BEGIN GIVEN ENTRIES

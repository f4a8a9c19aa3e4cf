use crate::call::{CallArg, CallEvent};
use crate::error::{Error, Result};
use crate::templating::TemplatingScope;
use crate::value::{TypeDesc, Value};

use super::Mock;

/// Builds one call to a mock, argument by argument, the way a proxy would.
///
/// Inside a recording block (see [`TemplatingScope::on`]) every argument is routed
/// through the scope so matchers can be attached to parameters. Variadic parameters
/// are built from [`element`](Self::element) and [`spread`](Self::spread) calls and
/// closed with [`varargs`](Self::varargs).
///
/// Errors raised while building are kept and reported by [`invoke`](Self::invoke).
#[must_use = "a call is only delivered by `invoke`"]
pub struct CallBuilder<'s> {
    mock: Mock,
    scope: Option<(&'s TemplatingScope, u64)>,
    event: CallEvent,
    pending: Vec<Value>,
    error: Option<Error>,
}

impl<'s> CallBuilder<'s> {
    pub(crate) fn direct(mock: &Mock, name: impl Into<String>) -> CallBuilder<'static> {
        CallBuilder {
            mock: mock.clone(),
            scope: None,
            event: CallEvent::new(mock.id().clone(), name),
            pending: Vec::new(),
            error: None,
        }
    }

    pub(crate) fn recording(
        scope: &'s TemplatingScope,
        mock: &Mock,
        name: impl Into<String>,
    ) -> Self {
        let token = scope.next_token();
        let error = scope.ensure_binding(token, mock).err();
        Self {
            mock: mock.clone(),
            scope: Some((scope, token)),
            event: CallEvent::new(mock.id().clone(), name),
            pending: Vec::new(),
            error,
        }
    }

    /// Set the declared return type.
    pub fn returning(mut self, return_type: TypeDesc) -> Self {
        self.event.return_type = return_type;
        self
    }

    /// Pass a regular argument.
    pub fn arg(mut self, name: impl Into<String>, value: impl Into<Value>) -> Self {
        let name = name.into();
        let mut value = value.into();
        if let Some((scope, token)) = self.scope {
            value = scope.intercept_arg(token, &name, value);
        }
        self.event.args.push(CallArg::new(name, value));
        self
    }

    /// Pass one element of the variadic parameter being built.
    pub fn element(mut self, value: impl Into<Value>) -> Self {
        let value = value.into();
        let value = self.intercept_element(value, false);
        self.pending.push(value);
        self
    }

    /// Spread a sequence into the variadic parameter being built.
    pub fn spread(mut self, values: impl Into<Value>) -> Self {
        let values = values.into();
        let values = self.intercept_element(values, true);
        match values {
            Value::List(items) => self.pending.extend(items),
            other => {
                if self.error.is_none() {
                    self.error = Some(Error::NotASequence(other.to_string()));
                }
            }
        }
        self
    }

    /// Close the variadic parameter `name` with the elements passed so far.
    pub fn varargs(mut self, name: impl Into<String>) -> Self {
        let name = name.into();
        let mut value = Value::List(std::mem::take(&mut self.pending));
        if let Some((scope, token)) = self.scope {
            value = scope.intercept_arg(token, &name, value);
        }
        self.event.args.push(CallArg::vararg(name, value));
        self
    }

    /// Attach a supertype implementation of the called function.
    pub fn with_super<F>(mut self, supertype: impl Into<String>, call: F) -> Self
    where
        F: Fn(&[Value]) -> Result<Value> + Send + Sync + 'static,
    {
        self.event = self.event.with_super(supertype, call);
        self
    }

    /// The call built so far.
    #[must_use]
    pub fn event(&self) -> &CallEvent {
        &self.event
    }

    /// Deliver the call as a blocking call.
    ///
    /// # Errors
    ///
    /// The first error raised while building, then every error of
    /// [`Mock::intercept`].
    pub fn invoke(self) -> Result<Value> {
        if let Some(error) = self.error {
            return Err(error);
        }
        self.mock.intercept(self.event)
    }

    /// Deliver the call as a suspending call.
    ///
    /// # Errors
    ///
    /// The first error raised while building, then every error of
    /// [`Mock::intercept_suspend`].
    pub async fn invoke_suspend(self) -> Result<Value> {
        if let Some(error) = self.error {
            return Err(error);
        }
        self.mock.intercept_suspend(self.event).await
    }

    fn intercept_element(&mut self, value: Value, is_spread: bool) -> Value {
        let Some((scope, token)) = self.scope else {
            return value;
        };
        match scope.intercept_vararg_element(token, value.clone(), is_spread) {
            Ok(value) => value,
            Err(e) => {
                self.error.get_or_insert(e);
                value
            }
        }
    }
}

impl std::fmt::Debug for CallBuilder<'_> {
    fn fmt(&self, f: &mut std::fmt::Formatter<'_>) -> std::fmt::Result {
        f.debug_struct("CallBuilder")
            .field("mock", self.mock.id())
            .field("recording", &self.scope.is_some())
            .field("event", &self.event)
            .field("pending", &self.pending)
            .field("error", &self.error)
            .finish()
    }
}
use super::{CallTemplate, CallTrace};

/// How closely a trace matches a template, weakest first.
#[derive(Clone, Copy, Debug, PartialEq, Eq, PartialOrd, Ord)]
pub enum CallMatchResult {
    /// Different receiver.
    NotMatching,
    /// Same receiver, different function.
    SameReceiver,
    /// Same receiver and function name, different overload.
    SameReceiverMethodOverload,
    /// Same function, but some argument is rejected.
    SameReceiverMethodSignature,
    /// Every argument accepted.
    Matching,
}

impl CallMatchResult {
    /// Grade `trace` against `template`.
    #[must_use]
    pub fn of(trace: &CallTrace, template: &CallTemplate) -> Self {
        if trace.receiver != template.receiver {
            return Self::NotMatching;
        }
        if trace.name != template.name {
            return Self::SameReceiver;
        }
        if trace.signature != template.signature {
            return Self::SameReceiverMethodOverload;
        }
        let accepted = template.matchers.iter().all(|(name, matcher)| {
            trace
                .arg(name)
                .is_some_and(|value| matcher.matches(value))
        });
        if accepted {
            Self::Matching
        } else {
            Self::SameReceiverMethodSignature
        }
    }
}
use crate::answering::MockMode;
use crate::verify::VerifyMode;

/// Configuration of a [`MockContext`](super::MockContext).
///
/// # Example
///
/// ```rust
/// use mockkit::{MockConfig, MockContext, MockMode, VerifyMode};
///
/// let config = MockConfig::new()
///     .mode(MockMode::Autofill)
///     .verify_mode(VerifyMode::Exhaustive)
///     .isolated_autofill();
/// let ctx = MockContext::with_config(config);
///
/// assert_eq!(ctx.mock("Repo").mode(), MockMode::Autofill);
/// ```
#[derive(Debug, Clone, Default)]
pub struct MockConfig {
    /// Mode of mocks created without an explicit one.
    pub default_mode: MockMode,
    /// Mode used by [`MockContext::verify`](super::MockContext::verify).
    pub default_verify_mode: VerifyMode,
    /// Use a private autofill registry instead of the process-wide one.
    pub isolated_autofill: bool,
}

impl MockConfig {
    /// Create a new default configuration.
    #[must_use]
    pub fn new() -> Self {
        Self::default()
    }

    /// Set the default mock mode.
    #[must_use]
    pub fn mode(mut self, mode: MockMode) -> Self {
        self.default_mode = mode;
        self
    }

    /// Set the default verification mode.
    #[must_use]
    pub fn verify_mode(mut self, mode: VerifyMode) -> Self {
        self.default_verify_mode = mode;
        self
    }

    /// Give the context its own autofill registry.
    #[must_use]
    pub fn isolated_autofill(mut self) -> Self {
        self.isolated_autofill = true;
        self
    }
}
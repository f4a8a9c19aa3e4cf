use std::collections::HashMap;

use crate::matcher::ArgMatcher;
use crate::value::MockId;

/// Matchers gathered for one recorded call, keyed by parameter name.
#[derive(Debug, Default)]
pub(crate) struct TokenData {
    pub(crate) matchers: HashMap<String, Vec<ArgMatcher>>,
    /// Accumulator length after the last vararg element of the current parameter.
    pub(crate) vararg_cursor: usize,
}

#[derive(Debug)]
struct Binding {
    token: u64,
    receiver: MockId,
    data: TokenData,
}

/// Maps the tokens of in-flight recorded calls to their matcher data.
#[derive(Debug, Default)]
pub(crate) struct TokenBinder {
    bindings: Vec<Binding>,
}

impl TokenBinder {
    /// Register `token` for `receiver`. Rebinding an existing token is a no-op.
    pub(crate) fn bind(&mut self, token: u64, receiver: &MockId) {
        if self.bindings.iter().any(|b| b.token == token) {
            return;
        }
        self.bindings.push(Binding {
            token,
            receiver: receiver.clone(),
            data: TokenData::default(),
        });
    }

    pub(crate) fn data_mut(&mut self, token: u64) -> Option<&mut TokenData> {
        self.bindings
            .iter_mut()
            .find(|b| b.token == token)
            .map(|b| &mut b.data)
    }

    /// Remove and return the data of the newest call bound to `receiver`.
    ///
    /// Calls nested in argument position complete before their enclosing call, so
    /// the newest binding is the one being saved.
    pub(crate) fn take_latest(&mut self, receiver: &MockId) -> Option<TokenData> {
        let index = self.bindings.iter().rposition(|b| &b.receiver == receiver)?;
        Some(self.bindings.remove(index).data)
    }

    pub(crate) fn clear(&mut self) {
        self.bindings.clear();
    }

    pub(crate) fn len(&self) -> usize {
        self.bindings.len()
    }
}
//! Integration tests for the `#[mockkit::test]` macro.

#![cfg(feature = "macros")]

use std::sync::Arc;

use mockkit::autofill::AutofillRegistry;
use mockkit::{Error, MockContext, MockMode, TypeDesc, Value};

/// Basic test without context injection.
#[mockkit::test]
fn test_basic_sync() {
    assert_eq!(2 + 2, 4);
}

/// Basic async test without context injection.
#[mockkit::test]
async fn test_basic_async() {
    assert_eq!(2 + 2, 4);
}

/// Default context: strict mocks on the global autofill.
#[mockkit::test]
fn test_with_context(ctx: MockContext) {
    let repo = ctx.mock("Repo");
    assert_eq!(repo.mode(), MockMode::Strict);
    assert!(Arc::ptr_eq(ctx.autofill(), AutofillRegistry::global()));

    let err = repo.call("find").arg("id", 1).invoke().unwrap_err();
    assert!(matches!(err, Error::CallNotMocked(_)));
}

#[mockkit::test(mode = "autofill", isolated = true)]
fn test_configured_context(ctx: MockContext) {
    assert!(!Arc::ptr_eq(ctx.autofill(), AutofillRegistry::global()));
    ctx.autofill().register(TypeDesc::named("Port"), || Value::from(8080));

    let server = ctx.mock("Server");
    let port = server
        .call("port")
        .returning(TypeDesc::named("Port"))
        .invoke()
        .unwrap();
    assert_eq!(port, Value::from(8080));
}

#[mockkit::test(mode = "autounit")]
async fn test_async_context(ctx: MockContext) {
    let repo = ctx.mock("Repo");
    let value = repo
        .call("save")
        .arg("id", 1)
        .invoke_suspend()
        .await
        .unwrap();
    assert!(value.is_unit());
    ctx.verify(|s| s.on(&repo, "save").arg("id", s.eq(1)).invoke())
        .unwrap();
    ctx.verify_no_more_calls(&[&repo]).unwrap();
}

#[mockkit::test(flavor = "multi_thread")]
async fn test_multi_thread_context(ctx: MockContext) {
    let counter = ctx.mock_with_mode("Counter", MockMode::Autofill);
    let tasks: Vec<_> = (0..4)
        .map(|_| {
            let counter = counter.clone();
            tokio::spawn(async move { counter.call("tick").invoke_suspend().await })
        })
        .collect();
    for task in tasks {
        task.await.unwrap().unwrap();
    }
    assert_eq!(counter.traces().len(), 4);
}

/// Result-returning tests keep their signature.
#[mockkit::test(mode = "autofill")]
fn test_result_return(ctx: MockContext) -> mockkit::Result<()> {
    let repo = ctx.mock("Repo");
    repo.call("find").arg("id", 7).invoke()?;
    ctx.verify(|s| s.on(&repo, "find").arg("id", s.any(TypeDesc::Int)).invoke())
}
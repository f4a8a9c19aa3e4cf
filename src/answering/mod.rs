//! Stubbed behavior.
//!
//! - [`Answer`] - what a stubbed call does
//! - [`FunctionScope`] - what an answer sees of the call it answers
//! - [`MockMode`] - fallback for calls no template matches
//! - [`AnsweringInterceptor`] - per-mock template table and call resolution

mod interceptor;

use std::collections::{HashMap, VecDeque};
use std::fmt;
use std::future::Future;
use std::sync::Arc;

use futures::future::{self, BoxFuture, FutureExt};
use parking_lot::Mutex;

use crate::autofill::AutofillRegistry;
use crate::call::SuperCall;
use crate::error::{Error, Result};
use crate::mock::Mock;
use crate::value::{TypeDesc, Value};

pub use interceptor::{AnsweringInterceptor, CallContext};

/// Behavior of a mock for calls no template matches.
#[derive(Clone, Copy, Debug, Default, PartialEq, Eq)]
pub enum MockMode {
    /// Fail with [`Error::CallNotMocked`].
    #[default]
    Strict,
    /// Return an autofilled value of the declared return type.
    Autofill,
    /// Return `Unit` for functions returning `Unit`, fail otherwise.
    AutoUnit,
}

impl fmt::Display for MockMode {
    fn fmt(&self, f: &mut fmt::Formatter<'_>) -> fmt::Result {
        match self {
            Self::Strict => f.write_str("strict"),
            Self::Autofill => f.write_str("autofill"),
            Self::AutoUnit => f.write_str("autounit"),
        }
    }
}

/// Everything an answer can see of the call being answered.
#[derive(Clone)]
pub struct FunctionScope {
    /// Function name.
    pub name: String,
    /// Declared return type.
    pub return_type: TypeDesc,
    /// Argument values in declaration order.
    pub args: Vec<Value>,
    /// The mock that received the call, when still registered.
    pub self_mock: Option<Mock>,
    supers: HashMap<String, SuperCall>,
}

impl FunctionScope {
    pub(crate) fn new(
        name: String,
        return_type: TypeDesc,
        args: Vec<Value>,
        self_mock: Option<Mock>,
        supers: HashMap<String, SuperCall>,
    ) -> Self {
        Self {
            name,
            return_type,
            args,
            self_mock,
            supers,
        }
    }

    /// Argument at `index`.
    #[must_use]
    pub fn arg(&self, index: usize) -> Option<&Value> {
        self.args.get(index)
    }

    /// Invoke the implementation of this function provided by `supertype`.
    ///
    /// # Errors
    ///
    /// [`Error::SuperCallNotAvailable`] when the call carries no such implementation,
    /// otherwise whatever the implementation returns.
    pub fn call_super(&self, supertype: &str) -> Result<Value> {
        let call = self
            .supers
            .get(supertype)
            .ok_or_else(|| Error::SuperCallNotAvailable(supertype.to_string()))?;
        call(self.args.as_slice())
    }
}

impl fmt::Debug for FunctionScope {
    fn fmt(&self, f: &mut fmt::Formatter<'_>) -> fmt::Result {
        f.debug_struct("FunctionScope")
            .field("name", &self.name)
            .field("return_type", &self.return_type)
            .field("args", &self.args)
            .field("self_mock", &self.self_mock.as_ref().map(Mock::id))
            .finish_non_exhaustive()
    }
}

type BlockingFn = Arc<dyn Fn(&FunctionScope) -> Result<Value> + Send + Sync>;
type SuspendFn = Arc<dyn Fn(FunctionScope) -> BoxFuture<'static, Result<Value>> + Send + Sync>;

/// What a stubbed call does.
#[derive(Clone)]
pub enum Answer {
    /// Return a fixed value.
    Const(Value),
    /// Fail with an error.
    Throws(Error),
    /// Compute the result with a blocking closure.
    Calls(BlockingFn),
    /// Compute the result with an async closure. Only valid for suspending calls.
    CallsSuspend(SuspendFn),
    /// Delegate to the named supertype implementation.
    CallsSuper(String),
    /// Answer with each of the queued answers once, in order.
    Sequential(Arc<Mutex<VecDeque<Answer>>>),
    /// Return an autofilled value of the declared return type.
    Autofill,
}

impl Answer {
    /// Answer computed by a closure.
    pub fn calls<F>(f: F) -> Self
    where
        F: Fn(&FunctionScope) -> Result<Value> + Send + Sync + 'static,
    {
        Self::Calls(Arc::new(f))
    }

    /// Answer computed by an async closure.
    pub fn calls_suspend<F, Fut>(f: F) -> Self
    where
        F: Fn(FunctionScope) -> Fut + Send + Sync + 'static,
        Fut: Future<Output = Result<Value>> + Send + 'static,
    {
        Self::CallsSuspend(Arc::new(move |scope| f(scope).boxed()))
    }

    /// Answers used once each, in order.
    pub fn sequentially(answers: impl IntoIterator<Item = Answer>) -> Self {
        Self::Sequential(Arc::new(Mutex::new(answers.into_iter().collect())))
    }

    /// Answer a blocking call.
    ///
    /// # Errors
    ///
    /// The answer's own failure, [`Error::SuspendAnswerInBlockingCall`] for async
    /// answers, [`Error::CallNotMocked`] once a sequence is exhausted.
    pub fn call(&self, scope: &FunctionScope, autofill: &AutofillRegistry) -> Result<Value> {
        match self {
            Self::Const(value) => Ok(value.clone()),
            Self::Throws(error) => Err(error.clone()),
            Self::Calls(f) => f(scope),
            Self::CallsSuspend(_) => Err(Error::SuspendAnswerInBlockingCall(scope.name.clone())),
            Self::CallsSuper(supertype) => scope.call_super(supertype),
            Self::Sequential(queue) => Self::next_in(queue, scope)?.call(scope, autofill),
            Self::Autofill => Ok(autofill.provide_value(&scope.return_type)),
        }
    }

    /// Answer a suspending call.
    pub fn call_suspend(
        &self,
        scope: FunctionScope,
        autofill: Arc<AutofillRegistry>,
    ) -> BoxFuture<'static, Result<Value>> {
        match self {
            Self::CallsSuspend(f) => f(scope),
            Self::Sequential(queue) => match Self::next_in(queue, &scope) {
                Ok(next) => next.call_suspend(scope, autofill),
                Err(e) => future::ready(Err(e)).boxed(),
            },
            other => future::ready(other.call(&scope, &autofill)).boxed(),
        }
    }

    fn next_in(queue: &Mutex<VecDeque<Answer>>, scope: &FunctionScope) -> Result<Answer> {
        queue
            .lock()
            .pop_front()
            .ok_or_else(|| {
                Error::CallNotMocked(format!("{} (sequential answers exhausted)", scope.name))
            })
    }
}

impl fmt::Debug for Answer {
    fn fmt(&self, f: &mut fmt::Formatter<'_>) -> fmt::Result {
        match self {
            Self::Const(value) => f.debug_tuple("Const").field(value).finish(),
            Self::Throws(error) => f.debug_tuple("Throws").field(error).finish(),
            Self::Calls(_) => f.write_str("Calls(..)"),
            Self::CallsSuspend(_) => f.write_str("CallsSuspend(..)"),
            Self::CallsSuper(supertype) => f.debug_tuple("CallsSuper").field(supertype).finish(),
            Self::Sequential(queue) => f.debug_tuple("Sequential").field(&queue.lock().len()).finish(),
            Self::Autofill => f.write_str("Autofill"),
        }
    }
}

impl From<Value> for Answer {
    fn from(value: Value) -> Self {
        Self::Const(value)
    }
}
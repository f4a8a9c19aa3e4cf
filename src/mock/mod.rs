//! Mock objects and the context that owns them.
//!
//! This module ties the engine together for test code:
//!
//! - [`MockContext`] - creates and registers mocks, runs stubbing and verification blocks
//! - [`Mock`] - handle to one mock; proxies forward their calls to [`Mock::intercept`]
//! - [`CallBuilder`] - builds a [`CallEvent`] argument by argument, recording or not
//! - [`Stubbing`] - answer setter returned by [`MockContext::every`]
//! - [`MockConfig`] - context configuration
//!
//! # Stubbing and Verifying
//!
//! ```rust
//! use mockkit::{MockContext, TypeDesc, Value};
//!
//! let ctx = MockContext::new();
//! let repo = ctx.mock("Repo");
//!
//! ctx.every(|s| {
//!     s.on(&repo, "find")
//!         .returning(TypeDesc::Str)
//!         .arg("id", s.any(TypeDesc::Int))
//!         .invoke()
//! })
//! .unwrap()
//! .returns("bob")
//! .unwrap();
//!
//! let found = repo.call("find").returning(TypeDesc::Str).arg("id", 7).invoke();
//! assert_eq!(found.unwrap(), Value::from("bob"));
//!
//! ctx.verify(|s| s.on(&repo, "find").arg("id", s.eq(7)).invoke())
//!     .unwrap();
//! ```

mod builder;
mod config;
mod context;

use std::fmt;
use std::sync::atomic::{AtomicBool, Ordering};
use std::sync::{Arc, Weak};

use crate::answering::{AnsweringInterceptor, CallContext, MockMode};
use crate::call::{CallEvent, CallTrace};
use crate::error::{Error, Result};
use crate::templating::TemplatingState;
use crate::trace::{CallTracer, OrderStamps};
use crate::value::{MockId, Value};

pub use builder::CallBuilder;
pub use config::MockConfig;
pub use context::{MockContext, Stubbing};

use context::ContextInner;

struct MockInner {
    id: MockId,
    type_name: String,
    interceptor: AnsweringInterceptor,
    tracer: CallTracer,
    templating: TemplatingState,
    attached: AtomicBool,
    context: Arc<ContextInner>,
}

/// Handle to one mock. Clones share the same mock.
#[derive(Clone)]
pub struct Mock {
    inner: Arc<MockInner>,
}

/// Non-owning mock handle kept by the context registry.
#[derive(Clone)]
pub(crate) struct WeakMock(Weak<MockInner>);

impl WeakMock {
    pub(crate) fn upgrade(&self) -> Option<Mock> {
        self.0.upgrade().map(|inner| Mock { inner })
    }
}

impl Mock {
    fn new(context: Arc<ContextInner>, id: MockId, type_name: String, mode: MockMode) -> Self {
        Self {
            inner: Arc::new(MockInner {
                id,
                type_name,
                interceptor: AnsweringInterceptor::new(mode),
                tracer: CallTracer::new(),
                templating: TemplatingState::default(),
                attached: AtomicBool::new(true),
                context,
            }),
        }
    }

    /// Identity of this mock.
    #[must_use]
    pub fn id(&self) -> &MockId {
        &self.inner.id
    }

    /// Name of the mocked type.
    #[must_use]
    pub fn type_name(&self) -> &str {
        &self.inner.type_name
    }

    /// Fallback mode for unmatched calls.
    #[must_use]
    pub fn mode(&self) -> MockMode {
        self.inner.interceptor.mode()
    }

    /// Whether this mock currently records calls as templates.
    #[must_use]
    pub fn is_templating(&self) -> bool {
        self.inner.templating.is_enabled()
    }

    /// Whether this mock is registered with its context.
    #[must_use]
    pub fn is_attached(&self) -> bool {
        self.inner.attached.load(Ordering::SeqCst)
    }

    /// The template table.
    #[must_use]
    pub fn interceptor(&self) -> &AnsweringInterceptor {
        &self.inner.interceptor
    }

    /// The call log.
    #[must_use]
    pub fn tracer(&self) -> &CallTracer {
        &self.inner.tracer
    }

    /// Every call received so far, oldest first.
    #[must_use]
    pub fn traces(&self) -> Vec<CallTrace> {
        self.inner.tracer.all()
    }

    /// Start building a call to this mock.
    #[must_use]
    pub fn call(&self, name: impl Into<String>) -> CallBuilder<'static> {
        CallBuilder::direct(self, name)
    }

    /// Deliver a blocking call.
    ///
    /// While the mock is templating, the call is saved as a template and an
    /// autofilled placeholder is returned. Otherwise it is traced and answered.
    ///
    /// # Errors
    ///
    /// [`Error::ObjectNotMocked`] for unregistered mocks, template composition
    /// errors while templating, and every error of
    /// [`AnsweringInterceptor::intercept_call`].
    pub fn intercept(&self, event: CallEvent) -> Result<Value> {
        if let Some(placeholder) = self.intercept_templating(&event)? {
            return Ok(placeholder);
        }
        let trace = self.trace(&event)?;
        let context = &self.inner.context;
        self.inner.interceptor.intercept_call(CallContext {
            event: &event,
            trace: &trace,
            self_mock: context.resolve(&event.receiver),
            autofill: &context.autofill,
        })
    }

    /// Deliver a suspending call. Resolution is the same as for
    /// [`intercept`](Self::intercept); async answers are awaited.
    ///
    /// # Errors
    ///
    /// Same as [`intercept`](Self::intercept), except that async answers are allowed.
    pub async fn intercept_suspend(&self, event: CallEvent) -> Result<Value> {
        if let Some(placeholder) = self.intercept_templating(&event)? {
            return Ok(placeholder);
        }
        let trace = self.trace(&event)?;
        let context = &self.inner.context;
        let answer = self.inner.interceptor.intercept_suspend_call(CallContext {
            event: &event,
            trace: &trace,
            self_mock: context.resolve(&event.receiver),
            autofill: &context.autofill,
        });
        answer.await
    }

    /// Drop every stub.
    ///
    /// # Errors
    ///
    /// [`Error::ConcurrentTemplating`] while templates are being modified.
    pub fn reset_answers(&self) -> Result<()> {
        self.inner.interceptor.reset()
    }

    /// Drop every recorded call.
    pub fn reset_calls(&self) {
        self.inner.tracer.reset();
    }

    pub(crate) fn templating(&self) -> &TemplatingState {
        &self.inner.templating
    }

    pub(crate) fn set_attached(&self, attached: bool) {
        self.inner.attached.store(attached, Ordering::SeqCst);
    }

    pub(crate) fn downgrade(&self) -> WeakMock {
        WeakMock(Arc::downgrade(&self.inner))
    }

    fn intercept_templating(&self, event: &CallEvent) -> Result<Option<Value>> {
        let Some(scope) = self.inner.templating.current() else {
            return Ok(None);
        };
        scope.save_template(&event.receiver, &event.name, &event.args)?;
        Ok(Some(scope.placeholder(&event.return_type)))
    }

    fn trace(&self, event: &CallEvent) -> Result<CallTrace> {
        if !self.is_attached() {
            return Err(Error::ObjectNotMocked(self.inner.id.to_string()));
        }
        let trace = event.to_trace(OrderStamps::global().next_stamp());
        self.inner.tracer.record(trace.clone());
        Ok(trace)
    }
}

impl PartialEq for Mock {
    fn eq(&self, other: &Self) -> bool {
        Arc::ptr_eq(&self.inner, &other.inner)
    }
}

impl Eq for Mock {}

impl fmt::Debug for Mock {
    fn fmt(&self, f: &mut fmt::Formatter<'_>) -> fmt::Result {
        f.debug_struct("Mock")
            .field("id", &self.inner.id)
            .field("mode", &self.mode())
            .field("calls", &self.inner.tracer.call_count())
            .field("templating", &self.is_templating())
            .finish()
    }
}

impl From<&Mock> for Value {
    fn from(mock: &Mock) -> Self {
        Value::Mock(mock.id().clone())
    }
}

END GIVEN ENTRIES

#### [WHAT YOU ARE ASKED TO DO]
Within this listing, how many lines hold "when"? Give the number alone.

#### [EXPECTED OUTPUT]
2